▶ Work to complete: Please give every entry again, exactly as it reads.

[Saved entries]
▼▼▼

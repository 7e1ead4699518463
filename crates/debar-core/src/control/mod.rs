//! Debian control stanzas as they appear in a repository `Packages` file.
//!
//! A stanza is a block of `Field: value` lines terminated by a blank line.
//! Only the fields Debar needs are kept; everything else is skipped.

mod relation;

pub use relation::parse_relations;

use serde::{Deserialize, Serialize};
use std::io::BufRead;
use thiserror::Error;

/// Errors produced while reading a single stanza.
#[derive(Error, Debug)]
pub enum StanzaError {
    #[error("read failed: {0}")]
    Io(#[from] std::io::Error),

    #[error("invalid Size field '{0}'")]
    InvalidSize(String),
}

/// The fields of one package stanza.
///
/// `depends` and `suggests` hold raw package names, one per alternation
/// group, in source order. They are not resolved against the index.
#[derive(Debug, Clone, Default, PartialEq, Eq, Serialize, Deserialize)]
pub struct ControlStanza {
    pub name: String,
    pub version: String,
    pub description: String,
    pub filename: String,
    pub size: u64,
    pub checksum: String,
    pub depends: Vec<String>,
    pub suggests: Vec<String>,
}

impl ControlStanza {
    /// Read the stanza starting at the reader's current position.
    ///
    /// Reading stops at the first blank line after a field or at end of
    /// input. Returns `Ok(None)` if the input holds no field at all.
    pub fn read_from<R: BufRead>(reader: &mut R) -> Result<Option<Self>, StanzaError> {
        let mut stanza = ControlStanza::default();
        let mut sha256 = None;
        let mut seen_field = false;
        let mut buf = Vec::new();

        loop {
            buf.clear();
            if reader.read_until(b'\n', &mut buf)? == 0 {
                break;
            }
            let line = String::from_utf8_lossy(&buf);
            let line = line.trim_end_matches(['\n', '\r']);

            if line.trim().is_empty() {
                if seen_field {
                    break;
                }
                continue;
            }
            // Continuation of a multi-line field (long Description).
            if line.starts_with(' ') || line.starts_with('\t') {
                continue;
            }
            let Some((key, value)) = line.split_once(':') else {
                continue;
            };
            seen_field = true;
            let value = value.trim();

            match key {
                "Package" => stanza.name = value.to_string(),
                "Version" => stanza.version = value.to_string(),
                "Filename" => stanza.filename = value.to_string(),
                "Size" => {
                    stanza.size = value
                        .parse()
                        .map_err(|_| StanzaError::InvalidSize(value.to_string()))?
                }
                "MD5sum" => stanza.checksum = value.to_string(),
                "SHA256" => sha256 = Some(value.to_string()),
                "Description" => stanza.description = value.to_string(),
                "Depends" => stanza.depends = parse_relations(value),
                "Suggests" => stanza.suggests = parse_relations(value),
                _ => {}
            }
        }

        if !seen_field {
            return Ok(None);
        }
        if stanza.checksum.is_empty() {
            if let Some(sha256) = sha256 {
                stanza.checksum = sha256;
            }
        }
        Ok(Some(stanza))
    }
}
//! Index-backed dependency resolver

use super::context::ResolutionContext;
use super::dependency_graph::{NodeId, PackageGraph, ResolvedPackage};
use super::session::{NodeState, ResolutionSession};
use crate::core::DebarResult;
use crate::package::PackageRecord;
use tracing::{debug, warn};

/// Turns a package name into a graph of resolved records
///
/// The resolver keeps its [`ResolutionContext`] across calls, so names found
/// missing once are not scanned for again. Each call to [`resolve`] works in
/// a fresh [`ResolutionSession`] and returns its own graph.
///
/// [`resolve`]: DependencyResolver::resolve
pub struct DependencyResolver {
    context: ResolutionContext,
}

impl DependencyResolver {
    pub fn new(context: ResolutionContext) -> Self {
        Self { context }
    }

    pub fn context(&self) -> &ResolutionContext {
        &self.context
    }

    pub fn context_mut(&mut self) -> &mut ResolutionContext {
        &mut self.context
    }

    /// Resolve `name` and everything it depends on or suggests
    ///
    /// Returns `Ok(None)` when the name is not in the index or is excluded.
    /// Errors looking up or parsing the root are returned; the same errors
    /// for a dependency only drop that dependency.
    pub fn resolve(&mut self, name: &str) -> DebarResult<Option<ResolvedPackage>> {
        let mut session = ResolutionSession::new();
        let mut graph = PackageGraph::new();

        let root = self.resolve_internal(name, &mut session, &mut graph)?;
        Ok(root.map(|id| ResolvedPackage::new(graph, id)))
    }

    /// Resolve `name` inside an ongoing session
    ///
    /// Names already in the session return their node without further work,
    /// including nodes whose children are still being resolved. That reuse
    /// is what terminates dependency cycles.
    pub fn resolve_internal(
        &mut self,
        name: &str,
        session: &mut ResolutionSession,
        graph: &mut PackageGraph,
    ) -> DebarResult<Option<NodeId>> {
        match session.state(name) {
            NodeState::Unvisited => {}
            NodeState::Excluded => return Ok(None),
            state => {
                debug!(name, ?state, "reusing node");
                return Ok(state.node());
            }
        }

        let Some(position) = self.context.lookup_mut().find_position(name)? else {
            return Ok(None);
        };
        if self.context.is_excluded(name) {
            debug!(name, "excluded");
            session.exclude(name);
            return Ok(None);
        }

        let mut stanza = self.context.parser().parse_at(&position)?;
        let depends = std::mem::take(&mut stanza.depends);
        let suggests = std::mem::take(&mut stanza.suggests);

        let id = graph.add_node(PackageRecord::from_stanza(stanza, position.component));
        session.begin(name, id);

        for dependency in &depends {
            if let Some(child) = self.resolve_edge(name, dependency, session, graph) {
                graph.add_dependency(id, child);
            }
        }
        for suggestion in &suggests {
            if let Some(child) = self.resolve_edge(name, suggestion, session, graph) {
                graph.add_suggestion(id, child);
            }
        }

        session.finish(name);
        Ok(Some(id))
    }

    fn resolve_edge(
        &mut self,
        parent: &str,
        name: &str,
        session: &mut ResolutionSession,
        graph: &mut PackageGraph,
    ) -> Option<NodeId> {
        match self.resolve_internal(name, session, graph) {
            Ok(Some(id)) => Some(id),
            Ok(None) => {
                debug!(parent, dependency = name, "dependency unavailable, omitted");
                None
            }
            Err(e) => {
                warn!(parent, dependency = name, error = %e, "skipping unresolvable dependency");
                None
            }
        }
    }
}
//! Core utilities shared by the Debar binary and library.
//!
//! This crate holds the pieces that do not touch the network: the error
//! type, the work-directory layout, and the parser for Debian control
//! stanzas as found in `Packages` files.

pub mod control;
pub mod core;

pub use control::{parse_relations, ControlStanza};
pub use crate::core::error::{DebarError, DebarResult};
pub use crate::core::error_help::{format_error_with_help, ErrorHelp};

▲▲▲

▶ Answer below:
repository 7e1ead4699518463
filename crates/debar-core/src/control/mod.rs
//! Debian control stanzas as they appear in a repository `Packages` file.
//!
//! A stanza is a block of `Field: value` lines terminated by a blank line.
//! Only the fields Debar needs are kept; everything else is skipped.

mod relation;

pub use relation::parse_relations;

use serde::{Deserialize, Serialize};
use std::io::BufRead;
use thiserror::Error;

/// Errors produced while reading a single stanza.
#[derive(Error, Debug)]
pub enum StanzaError {
    #[error("read failed: {0}")]
    Io(#[from] std::io::Error),

    #[error("invalid Size field '{0}'")]
    InvalidSize(String),
}

/// The fields of one package stanza.
///
/// `depends` and `suggests` hold raw package names, one per alternation
/// group, in source order. They are not resolved against the index.
#[derive(Debug, Clone, Default, PartialEq, Eq, Serialize, Deserialize)]
pub struct ControlStanza {
    pub name: String,
    pub version: String,
    pub description: String,
    pub filename: String,
    pub size: u64,
    pub checksum: String,
    pub depends: Vec<String>,
    pub suggests: Vec<String>,
}

impl ControlStanza {
    /// Read the stanza starting at the reader's current position.
    ///
    /// Reading stops at the first blank line after a field or at end of
    /// input. Returns `Ok(None)` if the input holds no field at all.
    pub fn read_from<R: BufRead>(reader: &mut R) -> Result<Option<Self>, StanzaError> {
        let mut stanza = ControlStanza::default();
        let mut sha256 = None;
        let mut seen_field = false;
        let mut buf = Vec::new();

        loop {
            buf.clear();
            if reader.read_until(b'\n', &mut buf)? == 0 {
                break;
            }
            let line = String::from_utf8_lossy(&buf);
            let line = line.trim_end_matches(['\n', '\r']);

            if line.trim().is_empty() {
                if seen_field {
                    break;
                }
                continue;
            }
            // Continuation of a multi-line field (long Description).
            if line.starts_with(' ') || line.starts_with('\t') {
                continue;
            }
            let Some((key, value)) = line.split_once(':') else {
                continue;
            };
            seen_field = true;
            let value = value.trim();

            match key {
                "Package" => stanza.name = value.to_string(),
                "Version" => stanza.version = value.to_string(),
                "Filename" => stanza.filename = value.to_string(),
                "Size" => {
                    stanza.size = value
                        .parse()
                        .map_err(|_| StanzaError::InvalidSize(value.to_string()))?
                }
                "MD5sum" => stanza.checksum = value.to_string(),
                "SHA256" => sha256 = Some(value.to_string()),
                "Description" => stanza.description = value.to_string(),
                "Depends" => stanza.depends = parse_relations(value),
                "Suggests" => stanza.suggests = parse_relations(value),
                _ => {}
            }
        }

        if !seen_field {
            return Ok(None);
        }
        if stanza.checksum.is_empty() {
            if let Some(sha256) = sha256 {
                stanza.checksum = sha256;
            }
        }
        Ok(Some(stanza))
    }
}
//! Index-backed dependency resolver

use super::context::ResolutionContext;
use super::dependency_graph::{NodeId, PackageGraph, ResolvedPackage};
use super::session::{NodeState, ResolutionSession};
use crate::core::DebarResult;
use crate::package::PackageRecord;
use tracing::{debug, warn};

/// Turns a package name into a graph of resolved records
///
/// The resolver keeps its [`ResolutionContext`] across calls, so names found
/// missing once are not scanned for again. Each call to [`resolve`] works in
/// a fresh [`ResolutionSession`] and returns its own graph.
///
/// [`resolve`]: DependencyResolver::resolve
pub struct DependencyResolver {
    context: ResolutionContext,
}

impl DependencyResolver {
    pub fn new(context: ResolutionContext) -> Self {
        Self { context }
    }

    pub fn context(&self) -> &ResolutionContext {
        &self.context
    }

    pub fn context_mut(&mut self) -> &mut ResolutionContext {
        &mut self.context
    }

    /// Resolve `name` and everything it depends on or suggests
    ///
    /// Returns `Ok(None)` when the name is not in the index or is excluded.
    /// Errors looking up or parsing the root are returned; the same errors
    /// for a dependency only drop that dependency.
    pub fn resolve(&mut self, name: &str) -> DebarResult<Option<ResolvedPackage>> {
        let mut session = ResolutionSession::new();
        let mut graph = PackageGraph::new();

        let root = self.resolve_internal(name, &mut session, &mut graph)?;
        Ok(root.map(|id| ResolvedPackage::new(graph, id)))
    }

    /// Resolve `name` inside an ongoing session
    ///
    /// Names already in the session return their node without further work,
    /// including nodes whose children are still being resolved. That reuse
    /// is what terminates dependency cycles.
    pub fn resolve_internal(
        &mut self,
        name: &str,
        session: &mut ResolutionSession,
        graph: &mut PackageGraph,
    ) -> DebarResult<Option<NodeId>> {
        match session.state(name) {
            NodeState::Unvisited => {}
            NodeState::Excluded => return Ok(None),
            state => {
                debug!(name, ?state, "reusing node");
                return Ok(state.node());
            }
        }

        let Some(position) = self.context.lookup_mut().find_position(name)? else {
            return Ok(None);
        };
        if self.context.is_excluded(name) {
            debug!(name, "excluded");
            session.exclude(name);
            return Ok(None);
        }

        let mut stanza = self.context.parser().parse_at(&position)?;
        let depends = std::mem::take(&mut stanza.depends);
        let suggests = std::mem::take(&mut stanza.suggests);

        let id = graph.add_node(PackageRecord::from_stanza(stanza, position.component));
        session.begin(name, id);

        for dependency in &depends {
            if let Some(child) = self.resolve_edge(name, dependency, session, graph) {
                graph.add_dependency(id, child);
            }
        }
        for suggestion in &suggests {
            if let Some(child) = self.resolve_edge(name, suggestion, session, graph) {
                graph.add_suggestion(id, child);
            }
        }

        session.finish(name);
        Ok(Some(id))
    }

    fn resolve_edge(
        &mut self,
        parent: &str,
        name: &str,
        session: &mut ResolutionSession,
        graph: &mut PackageGraph,
    ) -> Option<NodeId> {
        match self.resolve_internal(name, session, graph) {
            Ok(Some(id)) => Some(id),
            Ok(None) => {
                debug!(parent, dependency = name, "dependency unavailable, omitted");
                None
            }
            Err(e) => {
                warn!(parent, dependency = name, error = %e, "skipping unresolvable dependency");
                None
            }
        }
    }
}
//! Core utilities shared by the Debar binary and library.
//!
//! This crate holds the pieces that do not touch the network: the error
//! type, the work-directory layout, and the parser for Debian control
//! stanzas as found in `Packages` files.

pub mod control;
pub mod core;

pub use control::{parse_relations, ControlStanza};
pub use crate::core::error::{DebarError, DebarResult};
pub use crate::core::error_help::{format_error_with_help, ErrorHelp};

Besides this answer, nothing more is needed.